February 8, 2008 3:34:01 AM PST
Turmoil in the U.S. markets might accomplish what Sovereign Bancorp Inc.'s dissident shareholders couldn't: derail an outright purchase by Spain's largest bank. On Thursday, Banco Santander S.A. all but acknowledged that its investment in the Philadelphia-based thrift hasn't panned out. The Madrid-based bank took a $1.08 billion writedown of its 24.9 percent stake in Sovereign to more accurately reflect the thrift's declining value.

Shares of Sovereign have been cut in half over the past year as investors sold off financial stocks in light of massive losses in the nonprime mortgage market.

The stock had traded as high as $26.70 over the past 52 weeks. On Thursday, shares of Sovereign fell 12 cents to $12.60.

"Given the current uncertainties surrounding the U.S. market and the caution needed in these times, right now we can only consider that we have a contract that expires," Santander Chairman Emilio Botin said at a news conference in Madrid to discuss the bank's earnings.

Santander's involvement in Sovereign goes back to October 2005, when Sovereign announced that it was selling a 19.8 percent stake for $2.4 billion in cash and buying Independence Community Bancorp in Brooklyn, N.Y., for $3.6 billion in cash. Santander also received the right to increase its stake to 24.9 percent, which it later exercised.

Major shareholders fought the deals - one even sued Sovereign - saying the agreement with Santander effectively ceded control of the company to the Spanish bank. They also said Sovereign was overpaying for Independence. The deals closed in June 2006 without a shareholder vote, but months later led to the resignation of Jay Sidhu, Sovereign's longtime chief executive.

Santander has until mid-2011 to exercise an option to buy the rest of Sovereign at any price. From May 2008 to mid-2009, Santander can buy Sovereign at a minimum bid of $40 a share.

In September, Botin had told investors that Santander could buy Sovereign outright, strengthening its foothold in the affluent U.S. northeast market.

"Things change," Botin said Thursday in translated remarks provided by Santander.

Botin's comments make Sovereign's future uncertain. Wall Street had been expecting an eventual acquisition by Santander, Bank of America analyst Ken Usdin said in a research note.

But the downturn in the U.S. credit and mortgage markets have hurt the financial sector.
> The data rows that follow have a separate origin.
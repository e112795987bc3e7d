//! 软件定时器
//!
//! 定时器本身只是一个锁存状态: `Dormant` / `Armed { deadline }` / `Fired`。
//! 中断里调用 [`SoftTimer::on_edge`] 只改写截止时间并踢醒服务，回调
//! 总是在定时器服务上下文中执行 (不在中断中)，且不得阻塞。
//!
//! 去抖语义 (单次定时器):
//!
//! ```text
//!   edge   |  |   |                          |
//!   armed  [--50ms--> 重新开始 --50ms-->     [--50ms-->
//!   fire                           ^ last+50ms         ^
//! ```
//!
//! 一串抖动最多触发一次，时间为最后一个边沿之后 `period`。服务被饿死时
//! 触发会推迟而不会丢失。

use core::cell::Cell;

use embassy_futures::select::select;
use embassy_sync::blocking_mutex::raw::CriticalSectionRawMutex;
use embassy_sync::blocking_mutex::Mutex;
use embassy_time::{Duration, Instant, Timer};
use embedded_hal_async::digital::Wait;

use crate::sync::{with_critical_section, CriticalSignal};
use crate::util::log::*;

/// 定时器模式
#[derive(Debug, Clone, Copy, PartialEq, Eq)]
#[cfg_attr(feature = "defmt", derive(defmt::Format))]
pub enum TimerMode {
    /// 单次 (去抖)
    OneShot,
    /// 自动重装
    AutoReload,
}

/// 定时器状态
#[derive(Debug, Clone, Copy, PartialEq, Eq)]
pub enum TimerState {
    /// 未启动
    Dormant,
    /// 已布防，到期时间
    Armed { deadline: Instant },
    /// 单次定时器已触发
    Fired,
}

/// 软件定时器
///
/// # Type Parameters
/// * `C` - 回调上下文 (通常是原语注册表)
pub struct SoftTimer<C: 'static> {
    name: &'static str,
    id: u32,
    period: Duration,
    mode: TimerMode,
    callback: fn(&C),
    state: Mutex<CriticalSectionRawMutex, Cell<TimerState>>,
    kick: CriticalSignal<()>,
}

impl<C: 'static> SoftTimer<C> {
    /// 创建未启动的定时器
    pub const fn new(name: &'static str, period: Duration, mode: TimerMode, id: u32, callback: fn(&C)) -> Self {
        Self {
            name,
            id,
            period,
            mode,
            callback,
            state: Mutex::new(Cell::new(TimerState::Dormant)),
            kick: CriticalSignal::new(),
        }
    }

    /// 名称
    pub fn name(&self) -> &'static str {
        self.name
    }

    /// 定时器 id
    pub fn id(&self) -> u32 {
        self.id
    }

    /// 周期
    pub fn period(&self) -> Duration {
        self.period
    }

    /// 边沿中断入口 (中断安全)
    pub fn on_edge(&self, now: Instant) {
        self.reset(now);
    }

    /// 启动或重新开始计时窗口
    ///
    /// # Returns
    /// 是否取消了一个尚未到期的触发
    pub fn reset(&self, now: Instant) -> bool {
        let deadline = now + self.period;
        let restarted = with_critical_section(|cs| {
            let state = self.state.borrow(cs);
            let was_armed = matches!(state.get(), TimerState::Armed { .. });
            state.set(TimerState::Armed { deadline });
            was_armed
        });
        self.kick.signal(());
        restarted
    }

    /// 停止
    pub fn stop(&self) {
        self.state.lock(|s| s.set(TimerState::Dormant));
        self.kick.signal(());
    }

    /// 当前状态
    pub fn state(&self) -> TimerState {
        self.state.lock(|s| s.get())
    }

    /// 到期时间 (仅在布防时)
    pub fn deadline(&self) -> Option<Instant> {
        match self.state() {
            TimerState::Armed { deadline } => Some(deadline),
            _ => None,
        }
    }

    /// 检查是否到期，到期则推进状态
    ///
    /// # Returns
    /// 到期时返回本次触发的时间 (截止时间，而不是检查时间)
    pub fn poll_expired(&self, now: Instant) -> Option<Instant> {
        self.state.lock(|s| match s.get() {
            TimerState::Armed { deadline } if now >= deadline => {
                let next = match self.mode {
                    TimerMode::OneShot => TimerState::Fired,
                    TimerMode::AutoReload => TimerState::Armed {
                        deadline: deadline + self.period,
                    },
                };
                s.set(next);
                Some(deadline)
            }
            _ => None,
        })
    }

    /// 到期则在当前上下文执行回调
    pub fn fire_if_due(&self, ctx: &C, now: Instant) -> bool {
        match self.poll_expired(now) {
            Some(at) => {
                log_debug!("{} fired at {}ms", self.name, at.as_millis());
                (self.callback)(ctx);
                true
            }
            None => false,
        }
    }

    /// 定时器服务循环
    ///
    /// 在定时器服务任务中运行 (`TIMER_TASK_PRIORITY`)。
    pub async fn service(&self, ctx: &C) -> ! {
        loop {
            self.fire_if_due(ctx, Instant::now());
            match self.deadline() {
                Some(deadline) => {
                    select(Timer::at(deadline), self.kick.wait()).await;
                }
                None => self.kick.wait().await,
            }
        }
    }
}

/// 把按键引脚的下降沿转发给定时器
///
/// 引脚错误只记录，不中断循环。
pub async fn watch_edges<W: Wait, C: 'static>(pin: &mut W, timer: &SoftTimer<C>) -> ! {
    loop {
        match pin.wait_for_falling_edge().await {
            Ok(()) => timer.on_edge(Instant::now()),
            Err(_) => {
                log_warn!("{}: edge wait failed", timer.name());
                Timer::after_millis(1).await;
            }
        }
    }
}

#[cfg(test)]
mod tests {
    use super::*;
    use core::sync::atomic::{AtomicU32, Ordering};
    use embassy_futures::select::Either;

    struct Counter {
        fired: AtomicU32,
    }

    fn bump(ctx: &Counter) {
        ctx.fired.fetch_add(1, Ordering::SeqCst);
    }

    fn debounce() -> SoftTimer<Counter> {
        SoftTimer::new("Debounce Timer", Duration::from_millis(50), TimerMode::OneShot, 0, bump)
    }

    fn at(ms: u64) -> Instant {
        Instant::from_millis(ms)
    }

    #[test]
    fn test_bounce_burst_fires_once_after_last_edge() {
        let timer = debounce();
        assert!(!timer.reset(at(0)));
        assert!(timer.reset(at(10)));
        assert!(timer.reset(at(30)));

        assert_eq!(timer.poll_expired(at(60)), None);
        assert_eq!(timer.poll_expired(at(79)), None);
        assert_eq!(timer.poll_expired(at(80)), Some(at(80)));
        assert_eq!(timer.state(), TimerState::Fired);
        assert_eq!(timer.poll_expired(at(500)), None);
    }

    #[test]
    fn test_separated_edges_each_fire() {
        let timer = debounce();
        let ctx = Counter { fired: AtomicU32::new(0) };

        timer.on_edge(at(0));
        assert!(timer.fire_if_due(&ctx, at(50)));
        timer.on_edge(at(100));
        assert!(!timer.fire_if_due(&ctx, at(149)));
        assert!(timer.fire_if_due(&ctx, at(150)));
        assert_eq!(ctx.fired.load(Ordering::SeqCst), 2);
    }

    #[test]
    fn test_starved_service_fires_late_not_never() {
        let timer = debounce();
        timer.on_edge(at(0));
        // 服务 1 秒后才运行
        assert_eq!(timer.poll_expired(at(1_000)), Some(at(50)));
    }

    #[test]
    fn test_auto_reload_rearms() {
        let timer: SoftTimer<Counter> =
            SoftTimer::new("Report Timer", Duration::from_millis(100), TimerMode::AutoReload, 1, bump);
        timer.reset(at(0));
        assert_eq!(timer.poll_expired(at(100)), Some(at(100)));
        assert_eq!(timer.deadline(), Some(at(200)));
        timer.stop();
        assert_eq!(timer.state(), TimerState::Dormant);
        assert_eq!(timer.poll_expired(at(300)), None);
    }

    #[test]
    fn test_service_runs_callback() {
        let timer: SoftTimer<Counter> =
            SoftTimer::new("Debounce Timer", Duration::from_millis(10), TimerMode::OneShot, 0, bump);
        let ctx = Counter { fired: AtomicU32::new(0) };

        timer.on_edge(Instant::now());
        let res = embassy_futures::block_on(select(timer.service(&ctx), Timer::after_millis(60)));
        assert!(matches!(res, Either::Second(())));
        assert_eq!(ctx.fired.load(Ordering::SeqCst), 1);
    }

    struct BouncyButton {
        edges: u8,
    }

    impl embedded_hal::digital::ErrorType for BouncyButton {
        type Error = core::convert::Infallible;
    }

    impl Wait for BouncyButton {
        async fn wait_for_high(&mut self) -> Result<(), Self::Error> {
            core::future::pending().await
        }

        async fn wait_for_low(&mut self) -> Result<(), Self::Error> {
            core::future::pending().await
        }

        async fn wait_for_rising_edge(&mut self) -> Result<(), Self::Error> {
            core::future::pending().await
        }

        async fn wait_for_falling_edge(&mut self) -> Result<(), Self::Error> {
            if self.edges == 0 {
                core::future::pending::<()>().await;
            }
            self.edges -= 1;
            Ok(())
        }

        async fn wait_for_any_edge(&mut self) -> Result<(), Self::Error> {
            self.wait_for_falling_edge().await
        }
    }

    #[test]
    fn test_watch_edges_arms_timer() {
        let timer = debounce();
        let mut pin = BouncyButton { edges: 3 };
        let res = embassy_futures::block_on(select(watch_edges(&mut pin, &timer), core::future::ready(())));
        assert!(matches!(res, Either::Second(())));
        assert_eq!(pin.edges, 0);
        assert!(timer.deadline().is_some());
    }
}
For the fourth quarter, Sovereign Bank reported a 12-fold increase in its net loss to $1.6 billion, or $3.34 per share, compared with the same quarter in the prior year.

The massive loss was mainly due to a $1.58 billion goodwill writedown primarily stemming from the declining value of its purchase of Independence.

On Thursday, Santander reported a 6 percent drop in fourth-quarter profits to 2.49 billion euros ($3.64 billion) from 2.65 billion euros ($3.87 billion) in 2006. American Depositary Receipts of Banco Santander traded on the New York Stock Exchange - which represent ownership of foreign stock - went up by 25 cents to $16.94.